Essay Akram Zaatari, 09/02/2006

Endless Fall / or Love Innocently

The first love that marked my late adolescent years was of a schoolmate, a classic scenario for gay men in general, when a young man desires a classmate who doesn't share his feelings, and who is eager to have his first-time sex with a woman. My beloved friend had a childhood friend who had left Lebanon after high school to study abroad, and whom I used to regard as a rival before I even met him. I had been told so many things about him and felt I knew him fairly well. Among the things my two friends had shared in the past was a dream, literally a dream, which embodied the evidence of their closeness. It was a dream of being in an elevator, freefalling endlessly. Ambiguous as dreams may be, they were both not sure whether they were falling or flying. As much as this dream embodied their friendship, it was my first initiation to jealousy.

It was a funny and awkward situation, and indeed a strong friendship, fortified naturally by the feeling of isolation and closure that one experiences in a situation of war. It is the same war that is sometimes remembered by others in my generation as the years of sexual openness, which-to my surprise now-was not the case in my middle-class protected entourage. 

For me, war experience has strong ties to details, and that is indeed shared by many, who were sheltered inside-relatively safe-domestic spaces. As a child I learned to use my pen and paper to write accounts of the war, accounts of family activity, or else. I learned to use my camera at home, and to use my audio recorder to register all that happened around me. In war times, the sound of the fridge signaling the end of long power cuts used to evoke a feeling of normality, even safety. This is not about nostalgia as much as it is simply about discovering the power of the detail, banality's capacity to speak with emotions. 

There is a ten-year age difference between Ali Cherri and me, yet we share so much of this experience, which I wouldn't necessarily describe as traumatizing. For my generation, talking about war is talking about childhood, adolescence, and innocently about first love experiences. When I watched Un Cercle autour du Soleil I was marked with Ali's imagination of Beirut's cityscape, which enabled him to make a continuous and surprisingly endless tilt-down on an ugly, yet charmingly familiar urban tissue. “I was certain that any confrontation between my weak flabby flesh and death was absurdly inappropriate. I lacked the body suitable for a dramatic death.” Was Beirut saved from destruction by its chaos, or is chaos a result of being through war? Why would one want to know? The tilt becomes further disturbing because it alludes to a mutated body/city, or a surgical intervention on a dead body. Do we inhabit the ruins of our past city? 

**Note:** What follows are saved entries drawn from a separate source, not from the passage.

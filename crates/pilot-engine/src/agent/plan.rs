//! Task plan owned by the main agent

use std::sync::Arc;

use parking_lot::Mutex;
use serde::{Deserialize, Serialize};
use thiserror::Error;

/// Status of one plan step
#[derive(Debug, Clone, Copy, Default, PartialEq, Eq, Serialize, Deserialize)]
#[serde(rename_all = "snake_case")]
pub enum StepStatus {
    #[default]
    NotStarted,
    InProgress,
    Completed,
    Blocked,
}

impl StepStatus {
    fn marker(self) -> &'static str {
        match self {
            StepStatus::NotStarted => "[ ]",
            StepStatus::InProgress => "[→]",
            StepStatus::Completed => "[✓]",
            StepStatus::Blocked => "[!]",
        }
    }
}

impl std::str::FromStr for StepStatus {
    type Err = PlanError;

    fn from_str(s: &str) -> Result<Self, Self::Err> {
        match s {
            "not_started" => Ok(StepStatus::NotStarted),
            "in_progress" => Ok(StepStatus::InProgress),
            "completed" => Ok(StepStatus::Completed),
            "blocked" => Ok(StepStatus::Blocked),
            other => Err(PlanError::InvalidStatus(other.to_string())),
        }
    }
}

#[derive(Debug, Clone, PartialEq, Eq, Serialize, Deserialize)]
pub struct PlanStep {
    pub index: usize,
    pub description: String,
    pub status: StepStatus,
}

#[derive(Debug, Clone, PartialEq, Eq, Error)]
pub enum PlanError {
    #[error("No plan has been created yet")]
    NoPlan,

    #[error("Step index {index} is out of range (plan has {len} steps)")]
    OutOfRange { index: usize, len: usize },

    #[error("Step {current} is already in progress; complete or block it before starting step {requested}")]
    AlreadyInProgress { current: usize, requested: usize },

    #[error("Invalid step status '{0}'")]
    InvalidStatus(String),
}

/// Title plus ordered steps; at most one step is in progress
#[derive(Debug, Clone, Default, PartialEq, Eq, Serialize, Deserialize)]
pub struct Plan {
    pub title: String,
    pub steps: Vec<PlanStep>,
}

/// Plan shared between the agent loop and the planning tool
pub type SharedPlan = Arc<Mutex<Plan>>;

impl Plan {
    pub fn is_empty(&self) -> bool {
        self.steps.is_empty()
    }

    /// Start over with a new title and step list
    pub fn create(&mut self, title: impl Into<String>, steps: Vec<String>) {
        self.title = title.into();
        self.steps = steps
            .into_iter()
            .enumerate()
            .map(|(index, description)| PlanStep {
                index,
                description,
                status: StepStatus::NotStarted,
            })
            .collect();
    }

    /// Replace the step list, keeping the status of steps whose description did not change
    pub fn replace_steps(&mut self, steps: Vec<String>) {
        let previous = std::mem::take(&mut self.steps);
        self.steps = steps
            .into_iter()
            .enumerate()
            .map(|(index, description)| {
                let status = previous
                    .get(index)
                    .filter(|old| old.description == description)
                    .map(|old| old.status)
                    .unwrap_or_default();
                PlanStep {
                    index,
                    description,
                    status,
                }
            })
            .collect();
    }

    pub fn mark(&mut self, index: usize, status: StepStatus) -> Result<(), PlanError> {
        if self.steps.is_empty() {
            return Err(PlanError::NoPlan);
        }
        let len = self.steps.len();
        if index >= len {
            return Err(PlanError::OutOfRange { index, len });
        }
        if status == StepStatus::InProgress {
            if let Some(current) = self.in_progress().filter(|&current| current != index) {
                return Err(PlanError::AlreadyInProgress {
                    current,
                    requested: index,
                });
            }
        }
        self.steps[index].status = status;
        Ok(())
    }

    pub fn in_progress(&self) -> Option<usize> {
        self.steps
            .iter()
            .find(|step| step.status == StepStatus::InProgress)
            .map(|step| step.index)
    }

    /// Mark the in-progress step, if any, as blocked; returns its index
    pub fn block_in_progress(&mut self) -> Option<usize> {
        let index = self.in_progress()?;
        self.steps[index].status = StepStatus::Blocked;
        Some(index)
    }

    pub fn description(&self, index: usize) -> Option<&str> {
        self.steps.get(index).map(|step| step.description.as_str())
    }

    fn count(&self, status: StepStatus) -> usize {
        self.steps.iter().filter(|step| step.status == status).count()
    }

    pub fn render(&self) -> String {
        let total = self.steps.len();
        let completed = self.count(StepStatus::Completed);
        let percent = if total == 0 {
            0.0
        } else {
            completed as f64 * 100.0 / total as f64
        };

        let mut out = format!("Plan: {}\n", self.title);
        out.push_str(&"=".repeat(out.len().saturating_sub(1)));
        out.push('\n');
        out.push_str(&format!(
            "Progress: {}/{} steps completed ({:.1}%)\n",
            completed, total, percent
        ));
        out.push_str(&format!(
            "Status: {} completed, {} in progress, {} blocked, {} not started\n\nSteps:\n",
            completed,
            self.count(StepStatus::InProgress),
            self.count(StepStatus::Blocked),
            self.count(StepStatus::NotStarted),
        ));
        for step in &self.steps {
            out.push_str(&format!(
                "{}. {} {}\n",
                step.index,
                step.status.marker(),
                step.description
            ));
        }
        out
    }
}

#[cfg(test)]
mod tests {
    use super::*;

    fn plan() -> Plan {
        let mut plan = Plan::default();
        plan.create(
            "Login flow",
            vec!["Open site".into(), "Sign in".into(), "Check dashboard".into()],
        );
        plan
    }

    #[test]
    fn test_single_in_progress_step() {
        let mut plan = plan();
        plan.mark(0, StepStatus::InProgress).unwrap();
        plan.mark(0, StepStatus::InProgress).unwrap();

        let err = plan.mark(1, StepStatus::InProgress).unwrap_err();
        assert_eq!(
            err,
            PlanError::AlreadyInProgress {
                current: 0,
                requested: 1
            }
        );

        plan.mark(0, StepStatus::Completed).unwrap();
        plan.mark(1, StepStatus::InProgress).unwrap();
        assert_eq!(plan.in_progress(), Some(1));
    }

    #[test]
    fn test_mark_out_of_range_and_without_plan() {
        assert_eq!(
            Plan::default().mark(0, StepStatus::Completed),
            Err(PlanError::NoPlan)
        );
        assert!(matches!(
            plan().mark(7, StepStatus::Completed),
            Err(PlanError::OutOfRange { index: 7, len: 3 })
        ));
    }

    #[test]
    fn test_replace_keeps_unchanged_statuses() {
        let mut plan = plan();
        plan.mark(0, StepStatus::Completed).unwrap();
        plan.mark(1, StepStatus::InProgress).unwrap();

        plan.replace_steps(vec!["Open site".into(), "Sign in with SSO".into()]);
        assert_eq!(plan.steps[0].status, StepStatus::Completed);
        assert_eq!(plan.steps[1].status, StepStatus::NotStarted);
        assert_eq!(plan.in_progress(), None);
    }

    #[test]
    fn test_block_in_progress() {
        let mut plan = plan();
        assert_eq!(plan.block_in_progress(), None);
        plan.mark(2, StepStatus::InProgress).unwrap();
        assert_eq!(plan.block_in_progress(), Some(2));
        assert_eq!(plan.steps[2].status, StepStatus::Blocked);
    }

    #[test]
    fn test_render() {
        let mut plan = plan();
        plan.mark(0, StepStatus::Completed).unwrap();
        let text = plan.render();
        assert!(text.starts_with("Plan: Login flow\n"));
        assert!(text.contains("Progress: 1/3 steps completed (33.3%)"));
        assert!(text.contains("0. [✓] Open site"));
        assert!(text.contains("1. [ ] Sign in"));
    }

    #[test]
    fn test_status_parse() {
        assert_eq!("blocked".parse::<StepStatus>(), Ok(StepStatus::Blocked));
        assert!("done".parse::<StepStatus>().is_err());
    }
}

Ali Cherri's work bases itself on personal history to communicate something about war. A story of a young boy's desire-collecting pictures of naked bodies and ending up with images of mostly dead people in Give Me a Body Then (performance)-becomes a story about war. The wings printed on a man's back become evidently about war. How can a story of war be told without the desire, the dream, and the life behind it? 

Body's natural desire for flying is betrayed by gravity. I remember this dream, freefalling in an elevator shaft. The truth is that I, too, used to have a similar dream when I was young, a dream that would start with falling, and end with ejaculation in bed. The dream had a pleasurable taste of liberating oneself from gravity. Now I know that flying is everybody's dream.